## Exercise requirements
Within the material below, how many lines carry the word "high"? Answer with a single number.

────

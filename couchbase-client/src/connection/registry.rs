//! Ownership of every live connection, keyed by identity.

use std::collections::HashMap;
use std::sync::Arc;

use couchbase_core::{AgentConfig, TransportFactory};
use tokio::sync::{RwLock, RwLockReadGuard};
use tracing::instrument;

use super::connection::ManagedConnection;
use super::identity::ConnectionIdentity;
use crate::error::Result;

/// A slot holding the shared cluster-level connection until a bucket claims it.
///
/// The slot can be emptied exactly once; every later claim observes `None`.
#[derive(Debug, Default)]
pub struct FloatingConnection {
    slot: Option<Arc<ManagedConnection>>,
}

impl FloatingConnection {
    /// Creates a slot, empty or holding `connection`.
    pub fn new(connection: Option<Arc<ManagedConnection>>) -> Self {
        Self { slot: connection }
    }

    /// Removes and returns the connection if it has not been claimed yet.
    pub fn claim(&mut self) -> Option<Arc<ManagedConnection>> {
        self.slot.take()
    }

    /// Returns the unclaimed connection without removing it.
    pub fn peek(&self) -> Option<&Arc<ManagedConnection>> {
        self.slot.as_ref()
    }

    /// Returns true when the slot is empty.
    pub fn is_claimed(&self) -> bool {
        self.slot.is_none()
    }
}

#[derive(Debug, Default)]
pub(crate) struct RegistryState {
    pub(crate) connections: HashMap<ConnectionIdentity, Arc<ManagedConnection>>,
    pub(crate) floating: FloatingConnection,
}

/// Registry of per-bucket connections plus the floating shared connection.
///
/// The lock guards only map and slot mutation. Connecting, bucket selection
/// and closing happen on the returned connection after the lock is released.
#[derive(Debug)]
pub struct ClientRegistry {
    factory: Arc<dyn TransportFactory>,
    base_config: AgentConfig,
    state: RwLock<RegistryState>,
}

impl ClientRegistry {
    /// Creates a registry that builds new transports with `factory`, starting
    /// from `base_config`, and that owns the optional floating connection.
    pub fn new(
        factory: Arc<dyn TransportFactory>,
        base_config: AgentConfig,
        floating: Option<Arc<ManagedConnection>>,
    ) -> Self {
        Self {
            factory,
            base_config,
            state: RwLock::new(RegistryState {
                connections: HashMap::new(),
                floating: FloatingConnection::new(floating),
            }),
        }
    }

    /// Returns the connection for `identity`, claiming the floating connection
    /// or creating a new one as needed.
    ///
    /// Bootstrap failures are recorded on the returned connection rather than
    /// returned, so a failed bucket stays registered and observable.
    #[instrument(skip(self, identity), fields(identity = %identity))]
    pub async fn acquire_for_bucket(
        &self,
        identity: ConnectionIdentity,
    ) -> Arc<ManagedConnection> {
        let claimed = {
            let mut state = self.state.write().await;
            match state.floating.claim() {
                Some(conn) => {
                    state.connections.insert(identity.clone(), Arc::clone(&conn));
                    Some(conn)
                }
                None => None,
            }
        };

        if let Some(conn) = claimed {
            tracing::debug!(connection = %conn.id(), "claimed floating connection");
            if let Some(bucket) = identity.bucket_name() {
                if let Err(e) = conn.select_bucket(bucket).await {
                    conn.set_bootstrap_error(e);
                }
            }
            return conn;
        }

        if let Some(conn) = self.state.read().await.connections.get(&identity) {
            return Arc::clone(conn);
        }

        let (conn, created) = {
            let mut state = self.state.write().await;
            match state.connections.get(&identity) {
                Some(existing) => (Arc::clone(existing), false),
                None => {
                    let config = self.config_for(&identity);
                    let conn = Arc::new(ManagedConnection::new(self.factory.create(&config)));
                    state.connections.insert(identity.clone(), Arc::clone(&conn));
                    (conn, true)
                }
            }
        };

        if created {
            tracing::debug!(connection = %conn.id(), "created connection");
            if let Err(e) = self.bootstrap(&conn).await {
                conn.set_bootstrap_error(e);
            }
        }
        conn
    }

    /// Publishes an already-built connection under `identity`, replacing any
    /// previous entry.
    pub async fn register(&self, identity: ConnectionIdentity, connection: Arc<ManagedConnection>) {
        tracing::debug!(identity = %identity, connection = %connection.id(), "registered connection");
        self.state.write().await.connections.insert(identity, connection);
    }

    /// Returns the connection stored under `identity`, if any.
    pub async fn get(&self, identity: &ConnectionIdentity) -> Option<Arc<ManagedConnection>> {
        self.state.read().await.connections.get(identity).cloned()
    }

    /// Returns the number of registered connections, excluding an unclaimed
    /// floating connection.
    pub async fn len(&self) -> usize {
        self.state.read().await.connections.len()
    }

    /// Returns true when no connection is registered.
    pub async fn is_empty(&self) -> bool {
        self.state.read().await.connections.is_empty()
    }

    /// Returns true once the floating connection has been claimed or when
    /// there never was one.
    pub async fn floating_claimed(&self) -> bool {
        self.state.read().await.floating.is_claimed()
    }

    pub(crate) async fn read_state(&self) -> RwLockReadGuard<'_, RegistryState> {
        self.state.read().await
    }

    /// Closes every registered connection and the unclaimed floating one.
    ///
    /// Every connection is closed even after a failure. The registry is empty
    /// afterwards and the first failure, if any, is returned.
    pub async fn close_all(&self) -> Result<()> {
        let connections: Vec<Arc<ManagedConnection>> = {
            let mut state = self.state.write().await;
            let mut drained: Vec<_> = state.connections.drain().map(|(_, conn)| conn).collect();
            drained.extend(state.floating.claim());
            drained
        };

        let mut first_error = None;
        for conn in connections {
            if let Err(e) = conn.close().await {
                tracing::warn!(connection = %conn.id(), error = %e, "failed to close connection");
                first_error.get_or_insert(e);
            }
        }

        match first_error {
            Some(e) => Err(e),
            None => Ok(()),
        }
    }

    fn config_for(&self, identity: &ConnectionIdentity) -> AgentConfig {
        let mut config = self.base_config.clone();
        config.bucket_name = identity.bucket_name().map(str::to_string);
        config.use_mutation_tokens = identity.use_mutation_tokens();
        config.use_server_durations = identity.use_server_durations();
        config
    }

    async fn bootstrap(&self, conn: &ManagedConnection) -> couchbase_core::Result<()> {
        conn.build_config()?;
        conn.connect().await
    }
}
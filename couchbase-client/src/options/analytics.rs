//! Analytics query options.

use std::collections::HashMap;
use std::time::Duration;

use serde_json::Value;
use uuid::Uuid;

use couchbase_core::ParameterMap;

use super::format_duration;
use crate::error::{InvalidArgumentError, Result};

/// Options for an analytics query.
#[derive(Debug, Clone, Default)]
pub struct AnalyticsOptions {
    server_side_timeout: Option<Duration>,
    client_context_id: Option<String>,
    raw: HashMap<String, Value>,
    priority: bool,
    positional_parameters: Option<Vec<Value>>,
    named_parameters: Option<HashMap<String, Value>>,
    read_only: bool,
    timeout: Option<Duration>,
}

impl AnalyticsOptions {
    /// Creates options with every setting at its default.
    pub fn new() -> Self {
        Self::default()
    }

    /// Sets the timeout the server enforces on the query.
    pub fn with_server_side_timeout(mut self, timeout: Duration) -> Self {
        self.server_side_timeout = Some(timeout);
        self
    }

    /// Sets the client context identifier echoed back by the server.
    pub fn with_client_context_id(mut self, id: impl Into<String>) -> Self {
        self.client_context_id = Some(id.into());
        self
    }

    /// Sets a raw parameter, sent as-is and taking precedence over computed keys.
    pub fn with_raw(mut self, key: impl Into<String>, value: Value) -> Self {
        self.raw.insert(key.into(), value);
        self
    }

    /// Marks the query as high priority.
    pub fn with_priority(mut self, priority: bool) -> Self {
        self.priority = priority;
        self
    }

    /// Sets positional parameters, bound to `$1`, `$2`, ...
    pub fn with_positional_parameters(mut self, params: impl IntoIterator<Item = Value>) -> Self {
        self.positional_parameters = Some(params.into_iter().collect());
        self
    }

    /// Adds a named parameter. The `$` prefix is optional.
    pub fn with_named_parameter(mut self, name: impl Into<String>, value: Value) -> Self {
        self.named_parameters
            .get_or_insert_with(HashMap::new)
            .insert(name.into(), value);
        self
    }

    /// Marks the query as read-only.
    pub fn with_read_only(mut self, read_only: bool) -> Self {
        self.read_only = read_only;
        self
    }

    /// Sets the client-side timeout for the request.
    pub fn with_timeout(mut self, timeout: Duration) -> Self {
        self.timeout = Some(timeout);
        self
    }

    /// Returns the client-side timeout, if one was set.
    pub fn timeout(&self) -> Option<Duration> {
        self.timeout
    }

    /// Returns whether the query was marked high priority.
    pub fn priority(&self) -> bool {
        self.priority
    }

    fn validate(&self) -> Result<()> {
        if self.positional_parameters.is_some() && self.named_parameters.is_some() {
            return Err(InvalidArgumentError::MutuallyExclusive {
                first: "positional_parameters",
                second: "named_parameters",
            }
            .into());
        }
        Ok(())
    }

    /// Encodes the options and statement as analytics request parameters.
    ///
    /// A fresh client context identifier is generated when none was set.
    /// Named parameters become top-level `$name` keys. Raw parameters are
    /// applied last.
    ///
    /// # Errors
    ///
    /// Returns an invalid-argument error if both positional and named
    /// parameters were supplied.
    pub fn to_params(&self, statement: &str) -> Result<ParameterMap> {
        self.validate()?;

        let mut params = ParameterMap::new();
        params.insert("statement".to_string(), Value::from(statement));

        if let Some(timeout) = self.server_side_timeout.filter(|t| !t.is_zero()) {
            params.insert("timeout".to_string(), Value::from(format_duration(timeout)));
        }

        let client_context_id = match &self.client_context_id {
            Some(id) if !id.is_empty() => id.clone(),
            _ => Uuid::new_v4().to_string(),
        };
        params.insert(
            "client_context_id".to_string(),
            Value::from(client_context_id),
        );

        if self.priority {
            params.insert("priority".to_string(), Value::from(-1));
        }

        if let Some(args) = &self.positional_parameters {
            params.insert("args".to_string(), Value::Array(args.clone()));
        }

        if let Some(named) = &self.named_parameters {
            for (name, value) in named {
                let key = if name.starts_with('$') {
                    name.clone()
                } else {
                    format!("${}", name)
                };
                params.insert(key, value.clone());
            }
        }

        if self.read_only {
            params.insert("readonly".to_string(), Value::Bool(true));
        }

        for (key, value) in &self.raw {
            params.insert(key.clone(), value.clone());
        }

        Ok(params)
    }
}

────

## Exercise solution
2